WHAT TO DO:
Entries must be copied exactly, with nothing left out.

DATA LISTING:
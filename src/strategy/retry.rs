//! Bounded retry with exponential backoff for a single tier

use std::future::Future;
use tokio::time::sleep;
use tokio_util::sync::CancellationToken;
use tracing::debug;

use crate::config::RetryPolicy;
use crate::error::{FetchError, Result};

/// Run `op` until it succeeds, fails with a non-retryable error, or the
/// policy's attempts run out. `op` receives the zero-based attempt number.
///
/// Only [`FetchError::is_retryable`] errors are retried. Backoff sleeps race
/// `cancel`.
pub async fn with_retry<T, F, Fut>(
    policy: &RetryPolicy,
    cancel: &CancellationToken,
    mut op: F,
) -> Result<T>
where
    F: FnMut(u32) -> Fut,
    Fut: Future<Output = Result<T>>,
{
    let attempts = policy.max_attempts.max(1);
    let mut attempt = 0;

    loop {
        if cancel.is_cancelled() {
            return Err(FetchError::Aborted);
        }

        match op(attempt).await {
            Ok(value) => return Ok(value),
            Err(e) if e.is_retryable() && attempt + 1 < attempts => {
                let delay = policy.delay_for(attempt);
                debug!(
                    "Attempt {}/{attempts} failed ({e}), retrying in {}ms",
                    attempt + 1,
                    delay.as_millis()
                );
                tokio::select! {
                    biased;
                    () = cancel.cancelled() => return Err(FetchError::Aborted),
                    () = sleep(delay) => {}
                }
                attempt += 1;
            }
            Err(e) => return Err(e),
        }
    }
}

#[cfg(test)]
mod tests {
    use super::*;
    use std::sync::Mutex;
    use std::time::Duration;
    use tokio::time::Instant;

    fn policy() -> RetryPolicy {
        RetryPolicy {
            max_attempts: 3,
            base_delay: Duration::from_millis(500),
        }
    }

    #[tokio::test(start_paused = true)]
    async fn network_errors_retry_with_growing_delay() {
        let starts = Mutex::new(Vec::new());
        let result: Result<()> = with_retry(&policy(), &CancellationToken::new(), |_| {
            starts.lock().unwrap().push(Instant::now());
            async { Err(FetchError::network("HTTP 500")) }
        })
        .await;

        assert!(matches!(result, Err(FetchError::Network(_))));
        let starts = starts.into_inner().unwrap();
        assert_eq!(starts.len(), 3);
        let first_gap = starts[1] - starts[0];
        let second_gap = starts[2] - starts[1];
        assert!(first_gap >= Duration::from_millis(500));
        assert!(second_gap > first_gap);
    }

    #[tokio::test(start_paused = true)]
    async fn blocked_and_timeout_are_attempted_once() {
        for err in [
            FetchError::blocked("403", Some(403)),
            FetchError::timeout("slow"),
            FetchError::security("loop"),
        ] {
            let mut calls = 0;
            let result: Result<()> = with_retry(&policy(), &CancellationToken::new(), |_| {
                calls += 1;
                let err = err.clone();
                async move { Err(err) }
            })
            .await;
            assert_eq!(result.unwrap_err(), err);
            assert_eq!(calls, 1);
        }
    }

    #[tokio::test(start_paused = true)]
    async fn recovers_after_transient_failure() {
        let result = with_retry(&policy(), &CancellationToken::new(), |attempt| async move {
            if attempt == 0 {
                Err(FetchError::network("reset"))
            } else {
                Ok(attempt)
            }
        })
        .await;
        assert_eq!(result, Ok(1));
    }

    #[tokio::test(start_paused = true)]
    async fn cancellation_interrupts_backoff() {
        let cancel = CancellationToken::new();
        let trigger = cancel.clone();
        let mut calls = 0;
        let result: Result<()> = with_retry(&policy(), &cancel, |_| {
            calls += 1;
            trigger.cancel();
            async { Err(FetchError::network("reset")) }
        })
        .await;
        assert_eq!(result, Err(FetchError::Aborted));
        assert_eq!(calls, 1);
    }
}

REPLY TO THE TASK:
filename src/strategy/retry.rs
//! Bounded retry with exponential backoff for a single tier

use std::future::Future;
use tokio::time::sleep;
use tokio_util::sync::CancellationToken;
use tracing::debug;

use crate::config::RetryPolicy;
use crate::error::{FetchError, Result};

/// Run `op` until it succeeds, fails with a non-retryable error, or the
/// policy's attempts run out. `op` receives the zero-based attempt number.
///
/// Only [`FetchError::is_retryable`] errors are retried. Backoff sleeps race
/// `cancel`.
pub async fn with_retry<T, F, Fut>(
    policy: &RetryPolicy,
    cancel: &CancellationToken,
    mut op: F,
) -> Result<T>
where
    F: FnMut(u32) -> Fut,
    Fut: Future<Output = Result<T>>,
{
    let attempts = policy.max_attempts.max(1);
    let mut attempt = 0;

    loop {
        if cancel.is_cancelled() {
            return Err(FetchError::Aborted);
        }

        match op(attempt).await {
            Ok(value) => return Ok(value),
            Err(e) if e.is_retryable() && attempt + 1 < attempts => {
                let delay = policy.delay_for(attempt);
                debug!(
                    "Attempt {}/{attempts} failed ({e}), retrying in {}ms",
                    attempt + 1,
                    delay.as_millis()
                );
                tokio::select! {
                    biased;
                    () = cancel.cancelled() => return Err(FetchError::Aborted),
                    () = sleep(delay) => {}
                }
                attempt += 1;
            }
            Err(e) => return Err(e),
        }
    }
}

#[cfg(test)]
mod tests {
    use super::*;
    use std::sync::Mutex;
    use std::time::Duration;
    use tokio::time::Instant;

    fn policy() -> RetryPolicy {
        RetryPolicy {
            max_attempts: 3,
            base_delay: Duration::from_millis(500),
        }
    }

    #[tokio::test(start_paused = true)]
    async fn network_errors_retry_with_growing_delay() {
        let starts = Mutex::new(Vec::new());
        let result: Result<()> = with_retry(&policy(), &CancellationToken::new(), |_| {
            starts.lock().unwrap().push(Instant::now());
            async { Err(FetchError::network("HTTP 500")) }
        })
        .await;

        assert!(matches!(result, Err(FetchError::Network(_))));
        let starts = starts.into_inner().unwrap();
        assert_eq!(starts.len(), 3);
        let first_gap = starts[1] - starts[0];
        let second_gap = starts[2] - starts[1];
        assert!(first_gap >= Duration::from_millis(500));
        assert!(second_gap > first_gap);
    }

    #[tokio::test(start_paused = true)]
    async fn blocked_and_timeout_are_attempted_once() {
        for err in [
            FetchError::blocked("403", Some(403)),
            FetchError::timeout("slow"),
            FetchError::security("loop"),
        ] {
            let mut calls = 0;
            let result: Result<()> = with_retry(&policy(), &CancellationToken::new(), |_| {
                calls += 1;
                let err = err.clone();
                async move { Err(err) }
            })
            .await;
            assert_eq!(result.unwrap_err(), err);
            assert_eq!(calls, 1);
        }
    }

    #[tokio::test(start_paused = true)]
    async fn recovers_after_transient_failure() {
        let result = with_retry(&policy(), &CancellationToken::new(), |attempt| async move {
            if attempt == 0 {
                Err(FetchError::network("reset"))
            } else {
                Ok(attempt)
            }
        })
        .await;
        assert_eq!(result, Ok(1));
    }

    #[tokio::test(start_paused = true)]
    async fn cancellation_interrupts_backoff() {
        let cancel = CancellationToken::new();
        let trigger = cancel.clone();
        let mut calls = 0;
        let result: Result<()> = with_retry(&policy(), &cancel, |_| {
            calls += 1;
            trigger.cancel();
            async { Err(FetchError::network("reset")) }
        })
        .await;
        assert_eq!(result, Err(FetchError::Aborted));
        assert_eq!(calls, 1);
    }
}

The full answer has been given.